After attending Analyst Day, the analyst was bullish on “the company’s impressive operations and cost-down goals in order to become cash flow positive in the near term.” Similarly, the analyst expressed positive sentiment regarding the company’s “brand, channel, scale, and first mover advantage.” Despite these upsides, the analyst states that investors remained concerned over regulatory challenges, which “overshadow long-term goal and continue to weigh on the company’s risk profile and stock price.” Of these challenges, the analyst highlights California’s proposed use of net-metering and the company’s lawsuit against Arizona’s SPR involving anti-solar rate changes. In light of these developments, the analyst remains bullish on the company because the “risks have been sufficiently discounted.” He concludes, “With a focus on long-term economic value creating, contingent on successful cost reductions, we maintain our BUY rating and $48 price target.”

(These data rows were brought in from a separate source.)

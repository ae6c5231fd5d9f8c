//! Value decoder: parses the GalacticBuf wire layout with a forward-only cursor.
//!
//! Every length read from the input is checked against the bytes that remain
//! before anything is read, so a crafted length prefix produces
//! [`ProtocolError::BufferTooShort`] instead of an out-of-bounds read.

use crate::protocol::codec::ProtocolError;
use crate::protocol::types::{
    MessageHeader, TypeTag, HEADER_SIZE, MAX_NESTING_DEPTH, PROTOCOL_VERSION,
};
use crate::value::{Object, Value};

/// Smallest encoding of one list element, by element type.
const MIN_INT_ELEM: usize = 8;
const MIN_STR_ELEM: usize = 2;
const MIN_OBJECT_ELEM: usize = 1;

// ── Cursor ────────────────────────────────────────────────────────────────────

/// A read cursor over a byte slice that only ever moves forward.
#[derive(Debug)]
pub struct Reader<'a> {
    bytes: &'a [u8],
    pos: usize,
}

impl<'a> Reader<'a> {
    /// Creates a cursor at the start of `bytes`.
    pub fn new(bytes: &'a [u8]) -> Self {
        Self { bytes, pos: 0 }
    }

    /// Offset of the next unread byte.
    pub fn position(&self) -> usize {
        self.pos
    }

    /// Number of bytes not yet read.
    pub fn remaining(&self) -> usize {
        self.bytes.len() - self.pos
    }

    /// Returns `true` once every byte has been read.
    pub fn is_empty(&self) -> bool {
        self.remaining() == 0
    }

    /// Fails unless at least `needed` bytes remain.
    pub fn require(&self, needed: usize) -> Result<(), ProtocolError> {
        if self.remaining() < needed {
            return Err(ProtocolError::BufferTooShort {
                offset: self.pos,
                needed,
                available: self.remaining(),
            });
        }
        Ok(())
    }

    /// Reads the next `len` bytes.
    pub fn read_bytes(&mut self, len: usize) -> Result<&'a [u8], ProtocolError> {
        self.require(len)?;
        let bytes = self.bytes;
        let slice = &bytes[self.pos..self.pos + len];
        self.pos += len;
        Ok(slice)
    }

    fn read_array<const N: usize>(&mut self) -> Result<[u8; N], ProtocolError> {
        let mut out = [0u8; N];
        out.copy_from_slice(self.read_bytes(N)?);
        Ok(out)
    }

    pub fn read_u8(&mut self) -> Result<u8, ProtocolError> {
        Ok(self.read_array::<1>()?[0])
    }

    pub fn read_u16(&mut self) -> Result<u16, ProtocolError> {
        self.read_array().map(u16::from_be_bytes)
    }

    pub fn read_i64(&mut self) -> Result<i64, ProtocolError> {
        self.read_array().map(i64::from_be_bytes)
    }

    /// Reads `len` bytes and checks that they are valid UTF-8.
    fn read_utf8(&mut self, len: usize) -> Result<String, ProtocolError> {
        let offset = self.pos;
        let bytes = self.read_bytes(len)?;
        std::str::from_utf8(bytes)
            .map(str::to_owned)
            .map_err(|e| ProtocolError::InvalidUtf8 {
                offset: offset + e.valid_up_to(),
            })
    }
}

// ── Header ────────────────────────────────────────────────────────────────────

/// Reads the 4-byte message header and checks the version byte.
///
/// The declared total length is returned unchecked; comparing it to the
/// buffer is the caller's job.
pub fn decode_header(r: &mut Reader<'_>) -> Result<MessageHeader, ProtocolError> {
    r.require(HEADER_SIZE)?;
    let version = r.read_u8()?;
    if version != PROTOCOL_VERSION {
        return Err(ProtocolError::UnsupportedVersion(version));
    }
    let field_count = r.read_u8()?;
    let total_length = r.read_u16()?;
    Ok(MessageHeader {
        version,
        field_count,
        total_length,
    })
}

// ── Values ────────────────────────────────────────────────────────────────────

/// Reads an 8-byte big-endian integer.
pub fn decode_int(r: &mut Reader<'_>) -> Result<i64, ProtocolError> {
    r.read_i64()
}

/// Reads a 2-byte length prefix and that many UTF-8 bytes.
pub fn decode_string(r: &mut Reader<'_>) -> Result<String, ProtocolError> {
    let len = usize::from(r.read_u16()?);
    r.read_utf8(len)
}

/// Reads a list header and `count` value-only elements.
///
/// `depth` is the depth of the list itself.
pub fn decode_list(r: &mut Reader<'_>, depth: usize) -> Result<Vec<Value>, ProtocolError> {
    let elem_byte = r.read_u8()?;
    let count = usize::from(r.read_u16()?);

    let (elem_type, min_elem) = match TypeTag::try_from(elem_byte) {
        Ok(TypeTag::Int) => (TypeTag::Int, MIN_INT_ELEM),
        Ok(TypeTag::Str) => (TypeTag::Str, MIN_STR_ELEM),
        Ok(TypeTag::Object) => (TypeTag::Object, MIN_OBJECT_ELEM),
        _ => return Err(ProtocolError::UnsupportedListElementType(elem_byte)),
    };

    // Reject counts the remaining bytes cannot possibly hold before
    // allocating for them.
    r.require(count * min_elem)?;

    let mut items = Vec::with_capacity(count);
    for _ in 0..count {
        items.push(decode_value(r, elem_type, depth)?);
    }
    Ok(items)
}

/// Reads a 1-byte field count and that many fields.
///
/// `depth` is the depth of the object itself.
pub fn decode_object(r: &mut Reader<'_>, depth: usize) -> Result<Object, ProtocolError> {
    let count = usize::from(r.read_u8()?);
    decode_fields(r, count, depth)
}

/// Reads `count` fields into an object.  A repeated name replaces the
/// earlier value.
pub fn decode_fields(
    r: &mut Reader<'_>,
    count: usize,
    depth: usize,
) -> Result<Object, ProtocolError> {
    // Each field is at least name_len + type + a 1-byte value.
    let mut fields = Object::with_capacity(count.min(r.remaining() / 3));
    for _ in 0..count {
        let (name, value) = decode_field(r, depth)?;
        fields.insert(name, value);
    }
    Ok(fields)
}

/// Reads one field: name length, name, type tag, and the tagged value.
pub fn decode_field(r: &mut Reader<'_>, depth: usize) -> Result<(String, Value), ProtocolError> {
    let name_len = usize::from(r.read_u8()?);
    let name = r.read_utf8(name_len)?;
    let type_byte = r.read_u8()?;
    let tag = TypeTag::try_from(type_byte).map_err(|_| ProtocolError::UnknownTypeCode(type_byte))?;
    let value = decode_value(r, tag, depth)?;
    Ok((name, value))
}

/// Reads an untagged value of kind `tag` found inside a container at `depth`.
fn decode_value(r: &mut Reader<'_>, tag: TypeTag, depth: usize) -> Result<Value, ProtocolError> {
    match tag {
        TypeTag::Int => decode_int(r).map(Value::Int),
        TypeTag::Str => decode_string(r).map(Value::Str),
        TypeTag::List => decode_list(r, enter(depth)?).map(Value::List),
        TypeTag::Object => decode_object(r, enter(depth)?).map(Value::Object),
    }
}

fn enter(depth: usize) -> Result<usize, ProtocolError> {
    let inner = depth + 1;
    if inner > MAX_NESTING_DEPTH {
        return Err(ProtocolError::NestingTooDeep {
            max: MAX_NESTING_DEPTH,
        });
    }
    Ok(inner)
}

// ── Tests ─────────────────────────────────────────────────────────────────────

According to TipRanks’ statistics, out of the 11 analysts who have rated SCTY in the last 3 months, 6 gave a Buy rating while 4 remain on the sidelines. The average 12-month price target for the stock is $52.11, marking a 3% downside from where shares last closed.
Analyst Michael Walkley weighed in on Qualcomm following the company’s strategic review. Earlier this week, the company’s Board and Special Committee determined that Qualcomm’s current corporate and financial structure will drive shareholder value in the long term. Walkley also commented on the summer’s split of QCT (Qualcomm CDMA Technologies) and QTL (Qualcomm Technology Licensing), stating it was unexpected given “the synergies within the two businesses.” The analyst also believed the company would announce other strategic decisions, such as initiatives for cost reductions.
The analyst expressed positive sentiment regarding the company’s QTL segment, stating that the recent China licensing deals could generate revenue towards the “high end of management’s guidance.” During the conference call, the company increased its Q1/2016 guidance due to “stronger mobile device sales and [device] ASPs,” which positively impacted its QTL segment. Management was also upbeat regarding the company’s royalty fees from its Chinese OEMs.
Despite “high-tier smartphone chipset share dynamics negatively [impacting] F2015 estimates,” the analyst believes the “announced $1.4 billion cost savings program and improved Snapdragon sales” will cause QTC to bounce back in the coming year. The analyst was also positive regarding the company’s ability to “return QTC operating margins” by the end of the fiscal year.
Walkley maintains his Buy rating for the company with a $65 price target.
According to TipRanks’ statistics, analyst Michael Walkley has a 60% success rate recommending stocks with an average return of 15.9% per recommendation. Out of the 17 analysts who have rated QCOM in the past 3 months, 9 gave a Buy rating while 8 remain on the sidelines. The average 12-month price target for the stock is $63.53, marking a 32% upside from where shares last closed.